[Records shown Boundary: Start]
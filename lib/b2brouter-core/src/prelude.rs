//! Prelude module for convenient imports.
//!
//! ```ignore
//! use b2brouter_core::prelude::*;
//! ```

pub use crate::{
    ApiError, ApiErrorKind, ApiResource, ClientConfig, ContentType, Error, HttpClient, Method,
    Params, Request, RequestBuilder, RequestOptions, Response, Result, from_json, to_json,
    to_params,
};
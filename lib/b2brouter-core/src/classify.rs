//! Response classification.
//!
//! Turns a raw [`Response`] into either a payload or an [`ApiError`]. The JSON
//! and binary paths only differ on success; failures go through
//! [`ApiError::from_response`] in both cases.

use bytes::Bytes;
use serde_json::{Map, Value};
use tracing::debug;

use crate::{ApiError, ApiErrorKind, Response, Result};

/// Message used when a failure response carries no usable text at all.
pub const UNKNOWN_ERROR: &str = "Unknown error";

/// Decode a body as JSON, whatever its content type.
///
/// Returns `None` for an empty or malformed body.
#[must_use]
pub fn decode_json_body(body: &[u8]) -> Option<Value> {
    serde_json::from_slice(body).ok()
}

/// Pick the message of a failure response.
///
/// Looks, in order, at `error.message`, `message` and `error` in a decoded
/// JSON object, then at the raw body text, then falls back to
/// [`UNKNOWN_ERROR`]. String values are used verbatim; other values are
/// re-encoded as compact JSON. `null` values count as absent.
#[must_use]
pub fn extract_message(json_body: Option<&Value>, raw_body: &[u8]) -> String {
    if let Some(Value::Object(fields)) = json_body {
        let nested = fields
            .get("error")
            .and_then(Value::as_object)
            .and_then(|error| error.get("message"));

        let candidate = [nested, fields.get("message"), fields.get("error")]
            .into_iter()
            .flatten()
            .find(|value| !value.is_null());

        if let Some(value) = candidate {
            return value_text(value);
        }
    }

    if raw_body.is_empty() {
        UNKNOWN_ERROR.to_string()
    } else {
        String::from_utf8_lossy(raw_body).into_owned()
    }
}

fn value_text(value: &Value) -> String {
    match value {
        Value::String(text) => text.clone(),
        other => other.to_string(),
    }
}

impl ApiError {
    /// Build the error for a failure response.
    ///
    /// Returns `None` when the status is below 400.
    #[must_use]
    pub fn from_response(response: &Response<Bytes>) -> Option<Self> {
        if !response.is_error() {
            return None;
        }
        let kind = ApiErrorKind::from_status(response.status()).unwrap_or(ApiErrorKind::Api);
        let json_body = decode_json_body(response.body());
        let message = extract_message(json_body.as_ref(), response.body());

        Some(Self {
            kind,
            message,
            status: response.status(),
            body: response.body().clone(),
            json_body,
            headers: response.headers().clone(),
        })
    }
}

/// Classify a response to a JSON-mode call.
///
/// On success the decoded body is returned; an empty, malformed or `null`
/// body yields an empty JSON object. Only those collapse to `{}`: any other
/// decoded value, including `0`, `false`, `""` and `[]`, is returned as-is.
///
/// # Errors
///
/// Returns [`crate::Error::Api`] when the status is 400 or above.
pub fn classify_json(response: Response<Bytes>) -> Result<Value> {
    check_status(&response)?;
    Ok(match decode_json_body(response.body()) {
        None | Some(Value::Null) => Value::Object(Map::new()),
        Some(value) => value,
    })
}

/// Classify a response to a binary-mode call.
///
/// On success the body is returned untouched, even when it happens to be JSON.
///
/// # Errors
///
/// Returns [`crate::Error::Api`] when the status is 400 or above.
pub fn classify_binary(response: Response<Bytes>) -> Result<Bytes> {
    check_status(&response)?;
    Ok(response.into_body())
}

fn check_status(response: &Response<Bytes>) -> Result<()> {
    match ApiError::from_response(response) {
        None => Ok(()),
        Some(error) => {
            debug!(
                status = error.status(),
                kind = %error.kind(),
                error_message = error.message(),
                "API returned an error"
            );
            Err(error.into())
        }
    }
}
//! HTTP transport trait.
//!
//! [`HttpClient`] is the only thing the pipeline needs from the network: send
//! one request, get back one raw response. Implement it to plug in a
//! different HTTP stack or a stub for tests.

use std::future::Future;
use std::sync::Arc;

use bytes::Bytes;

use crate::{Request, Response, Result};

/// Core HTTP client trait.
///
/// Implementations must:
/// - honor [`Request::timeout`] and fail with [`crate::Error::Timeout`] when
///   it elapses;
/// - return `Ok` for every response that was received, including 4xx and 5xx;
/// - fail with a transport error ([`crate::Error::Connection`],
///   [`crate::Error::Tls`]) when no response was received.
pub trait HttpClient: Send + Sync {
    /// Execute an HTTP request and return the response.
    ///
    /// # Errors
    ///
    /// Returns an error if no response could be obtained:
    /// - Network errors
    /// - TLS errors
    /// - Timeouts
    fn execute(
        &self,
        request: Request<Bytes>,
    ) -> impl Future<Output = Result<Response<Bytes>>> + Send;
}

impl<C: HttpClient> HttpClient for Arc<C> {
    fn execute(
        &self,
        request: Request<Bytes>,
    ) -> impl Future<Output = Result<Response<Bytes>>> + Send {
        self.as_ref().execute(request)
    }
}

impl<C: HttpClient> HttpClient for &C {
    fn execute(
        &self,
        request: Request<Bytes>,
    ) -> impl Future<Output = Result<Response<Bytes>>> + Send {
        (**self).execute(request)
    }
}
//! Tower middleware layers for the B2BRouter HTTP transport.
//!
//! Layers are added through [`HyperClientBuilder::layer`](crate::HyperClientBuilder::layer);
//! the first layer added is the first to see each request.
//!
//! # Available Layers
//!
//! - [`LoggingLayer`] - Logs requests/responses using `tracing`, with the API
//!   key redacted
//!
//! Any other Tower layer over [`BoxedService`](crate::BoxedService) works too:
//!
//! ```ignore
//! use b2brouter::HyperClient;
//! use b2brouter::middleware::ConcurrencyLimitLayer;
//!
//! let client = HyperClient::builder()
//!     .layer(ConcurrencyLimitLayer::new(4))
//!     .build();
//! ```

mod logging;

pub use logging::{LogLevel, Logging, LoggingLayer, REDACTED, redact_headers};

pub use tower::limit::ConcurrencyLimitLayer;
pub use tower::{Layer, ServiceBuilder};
[Records shown Boundary: End]
Requirement -> Your answer should consist of each line of the data above in which the word "with" occurs.

Task output ->
/// - honor [`Request::timeout`] and fail with [`crate::Error::Timeout`] when
/// - fail with a transport error ([`crate::Error::Connection`],
//! - [`LoggingLayer`] - Logs requests/responses using `tracing`, with the API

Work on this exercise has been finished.